use std::sync::{Arc, Mutex};
use std::time::{Duration, Instant};

use tokio::sync::{watch, Semaphore};
use tokio::task::JoinSet;
use tracing::{debug, error, info, warn};

use crate::orchestrator::BatchOrchestrator;
use crate::queue::{BatchTask, TaskQueue};
use crate::store::RecordStore;

use super::{stopping, update, WorkerHandle};

/// Queue worker configuration.
#[derive(Debug, Clone)]
pub struct WorkerConfig {
    /// Sleep between polls when nothing is due.
    pub poll_interval: Duration,
    /// Messages claimed per poll.
    pub batch_size: usize,
    /// Tasks running at once.
    pub max_concurrent: usize,
    /// Name for logging.
    pub name: String,
}

impl Default for WorkerConfig {
    fn default() -> Self {
        Self {
            poll_interval: Duration::from_millis(250),
            batch_size: 16,
            max_concurrent: 4,
            name: "batch-worker".to_string(),
        }
    }
}

impl WorkerConfig {
    pub fn with_name(mut self, name: impl Into<String>) -> Self {
        self.name = name.into();
        self
    }

    pub fn with_poll_interval(mut self, interval: Duration) -> Self {
        self.poll_interval = interval;
        self
    }

    pub fn with_max_concurrent(mut self, max: usize) -> Self {
        self.max_concurrent = max.max(1);
        self
    }
}

/// Queue worker runtime statistics.
#[derive(Debug, Clone, Default, serde::Serialize)]
pub struct WorkerStats {
    pub tasks_processed: u64,
    pub tasks_succeeded: u64,
    pub tasks_failed: u64,
    pub malformed_messages: u64,
    pub current_running: usize,
    pub uptime_secs: u64,
}

/// Claims due messages and hands them to the orchestrator.
#[derive(Debug)]
pub struct QueueWorker;

impl QueueWorker {
    /// Spawn the worker on the current tokio runtime.
    pub fn spawn<S, Q>(
        orchestrator: Arc<BatchOrchestrator<S, Q>>,
        config: WorkerConfig,
    ) -> WorkerHandle<WorkerStats>
    where
        S: RecordStore + 'static,
        Q: TaskQueue + 'static,
    {
        let (shutdown_tx, shutdown_rx) = watch::channel(false);
        let stats = Arc::new(Mutex::new(WorkerStats::default()));
        let join = tokio::spawn(worker_loop(orchestrator, config, shutdown_rx, stats.clone()));
        WorkerHandle::new(shutdown_tx, join, stats)
    }
}

async fn worker_loop<S, Q>(
    orchestrator: Arc<BatchOrchestrator<S, Q>>,
    config: WorkerConfig,
    mut shutdown_rx: watch::Receiver<bool>,
    stats: Arc<Mutex<WorkerStats>>,
) where
    S: RecordStore + 'static,
    Q: TaskQueue + 'static,
{
    info!(worker = %config.name, "batch queue worker started");
    let started = Instant::now();
    let slots = Arc::new(Semaphore::new(config.max_concurrent.max(1)));
    let mut running = JoinSet::new();

    loop {
        if stopping(&shutdown_rx) {
            break;
        }
        update(&stats, |s| s.uptime_secs = started.elapsed().as_secs());
        while running.try_join_next().is_some() {}

        let free = slots.available_permits().min(config.batch_size);
        if free == 0 {
            tokio::select! {
                _ = running.join_next() => {}
                _ = shutdown_rx.changed() => {}
            }
            continue;
        }

        let messages = match orchestrator.queue().poll_due(free).await {
            Ok(messages) => messages,
            Err(err) => {
                error!(worker = %config.name, error = %err, "failed to poll batch queue");
                idle(&mut shutdown_rx, config.poll_interval).await;
                continue;
            }
        };

        if messages.is_empty() {
            idle(&mut shutdown_rx, config.poll_interval).await;
            continue;
        }

        for message in messages {
            let task = match BatchTask::from_message(&message) {
                Ok(task) => task,
                Err(err) => {
                    warn!(
                        worker = %config.name,
                        destination = %message.destination,
                        error = %err,
                        "dropping malformed batch message"
                    );
                    update(&stats, |s| s.malformed_messages += 1);
                    continue;
                }
            };

            let Ok(permit) = slots.clone().acquire_owned().await else {
                break;
            };
            update(&stats, |s| s.current_running += 1);

            let orchestrator = orchestrator.clone();
            let stats = stats.clone();
            let name = config.name.clone();
            running.spawn(async move {
                let result = orchestrator.handle_task(&task).await;
                drop(permit);
                let succeeded = result.is_ok();
                update(&stats, |s| {
                    s.current_running = s.current_running.saturating_sub(1);
                    s.tasks_processed += 1;
                    if succeeded {
                        s.tasks_succeeded += 1;
                    } else {
                        s.tasks_failed += 1;
                    }
                });
                if let Err(err) = result {
                    debug!(
                        worker = %name,
                        key = %task.key(),
                        destination = task.destination(),
                        error = %err,
                        "batch task failed"
                    );
                }
            });
        }
    }

    while running.join_next().await.is_some() {}
    info!(worker = %config.name, "batch queue worker stopped");
}

async fn idle(shutdown_rx: &mut watch::Receiver<bool>, poll_interval: Duration) {
    tokio::select! {
        _ = shutdown_rx.changed() => {}
        _ = tokio::time::sleep(poll_interval) => {}
    }
}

Task item:
Determine which lines above include the word "RecordStore", and report those lines in full.

Response to this task:
use crate::store::RecordStore;
        S: RecordStore + 'static,
    S: RecordStore + 'static,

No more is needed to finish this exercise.